The conference organizers Matt Heusser and Steve Poling presented the vision for the 2-day event as follows:
A successful meeting will identify specific metrics that will bring the discussion of technical debt down to earth. It will also marshal evidence that we're not fooling ourselves when we say that borrowed trouble behaves like borrowed money. (Or better, we prove another dynamic is in play.) It will also state debt management and debt repayment strategies and when they are indicated.
The conference aimed to answer these 3 primary questions:
  1. What is technical debt? And what is not?
  2. How do we measure it? And its impact?
  3. Can we manage technical debt like other forms of debt?
The event surfaced some interesting ideas, as summarized by Heusser:
  • Ignorance: Bad code can birth from either sheer ignorance and/or as a result of a conscious decision. Read more on this from Brian Marick.
  • Bug Fixin': Bugs must always be fixed as soon as discovered; foster a stop-the-line culture.
  • Moral Hazard: When the lack of adequate customer-influence on the team leads to hazardously speedy but lower quality development, a concept introduced by Heusser
  • Impedance Mismatch: The possible negative effect on code quality of mismatching developer skill with difficulty of development task. More on this from Chris McMahon.
  • Liquid Assests: Perhaps the term "technical debt" focuses us on the wrong things; maybe focusing on the converse, on the investment side of things (as McMahon recently put it), might be more effective.
  • Affordances: Prove the team with regular time to reduce technical debt, and thus "increase assets".
Perhaps most interesting, or least fresh, of the ideas above is thinking of technical debt from the other perspective: striving to "increase assets". In other words, speaking in the Accounting 101 sense of "debits & credits": one can focus on reducing debits or on increasing credits, but in the end the ideal goal is simply to increase assets. It's in some ways a matter of perspective.

Just before the event Michael Feathers had written about the "code as an asset" idea. His point largely being that seeing code from an "asset" perspective might tap into more desirable points of people's nature, leading to a better result with respect to code quality and reaction to "technical debt" problems. According to Feathers, this aligns better because people naturally like gaining things ("assets"), not losing things ("debt").

Brian Marick later continued the discussion, using the term "fertile assets" to describe the effect of code quality on sustainable development. He draws an analogy to gardening, explaining that soil must remain fertile for continued harvests, but even so cannot necessarily always be of absolute top-level fertility as that would ultimately prevent harvesting.
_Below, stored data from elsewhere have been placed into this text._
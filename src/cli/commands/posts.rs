use clap::Subcommand;

use crate::cli::utils::{output_envelope, output_lines, report_redirect};
use crate::cli::{CliContext, OutputFormat};
use crate::models::Post;
use crate::services::validation::PostInput;
use crate::services::ServiceResponse;

#[derive(Subcommand)]
pub enum PostCommands {
    #[command(about = "List posts")]
    List {
        #[arg(long, help = "Role view: admin sees every post")]
        role: Option<String>,
        #[arg(long, help = "Free-text filter on title, content and role")]
        search: Option<String>,
        #[arg(long, help = "Only the ten most recently updated")]
        recent: bool,
    },

    #[command(about = "Show one post")]
    Get {
        #[arg(help = "Post id")]
        id: String,
    },

    #[command(about = "Create a post")]
    Create {
        #[arg(help = "Title, 3-100 characters")]
        title: String,
        #[arg(help = "Target role: designer, developer or tester")]
        role: String,
        #[arg(long, help = "Content, at least 10 characters")]
        content: String,
    },

    #[command(about = "Update a post")]
    Update {
        #[arg(help = "Post id")]
        id: String,
        #[arg(help = "Title")]
        title: String,
        #[arg(help = "Target role")]
        role: String,
        #[arg(long, help = "Content")]
        content: String,
    },

    #[command(about = "Delete a post")]
    Delete {
        #[arg(help = "Post id")]
        id: String,
    },
}

fn post_line(post: &Post) -> String {
    format!(
        "{:<40} {:<15} {}",
        post.title, post.role_display_name, post.updated_at_formatted
    )
}

pub async fn handle(
    cmd: PostCommands,
    ctx: &CliContext,
    output_format: OutputFormat,
) -> anyhow::Result<()> {
    let mut store = ctx.posts_store();

    match cmd {
        PostCommands::List { role, search, recent } => {
            store.fetch().await;
            if let Some(message) = store.error() {
                let response: ServiceResponse<()> = ServiceResponse::fail(message);
                output_envelope(&output_format, &response)?;
                report_redirect(&output_format, &ctx.session);
                return Ok(());
            }

            let selected: Vec<&Post> = if let Some(role) = &role {
                store.visible_to(role)
            } else if let Some(term) = &search {
                store.search(term)
            } else if recent {
                store.recently_updated()
            } else {
                store.items().iter().collect()
            };

            let rows: Vec<Post> = selected.into_iter().cloned().collect();
            let response =
                ServiceResponse::ok(rows.clone(), format!("Hämtade {} inlägg", rows.len()));
            output_envelope(&output_format, &response)?;
            output_lines(&output_format, &rows.iter().map(post_line).collect::<Vec<_>>());
        }
        PostCommands::Get { id } => {
            let response = ctx.posts().get(&id).await;
            if output_envelope(&output_format, &response)? {
                if let Some(post) = &response.data {
                    output_lines(&output_format, &[post_line(post), post.content.clone()]);
                }
            }
            report_redirect(&output_format, &ctx.session);
        }
        PostCommands::Create { title, role, content } => {
            let input = PostInput { title, content, role };
            let response = store.create(&input).await;
            output_envelope(&output_format, &response)?;
            report_redirect(&output_format, &ctx.session);
        }
        PostCommands::Update { id, title, role, content } => {
            let input = PostInput { title, content, role };
            let response = store.update(&id, &input).await;
            output_envelope(&output_format, &response)?;
            report_redirect(&output_format, &ctx.session);
        }
        PostCommands::Delete { id } => {
            let response = store.delete(&id).await;
            output_envelope(&output_format, &response)?;
            report_redirect(&output_format, &ctx.session);
        }
    }

    Ok(())
}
His observation is that production code behaves in a similar fashion.

One additional brief but rather interesting write-up coming out of the workshop, also by Brian Marick, highlights descriptions from some well-known agilistas of what’s unique about a typical decreasing-debt team.

As always, please do follow the links to get the full story on what's summarized here, then come back and others what your experience has led you to think about these ideas.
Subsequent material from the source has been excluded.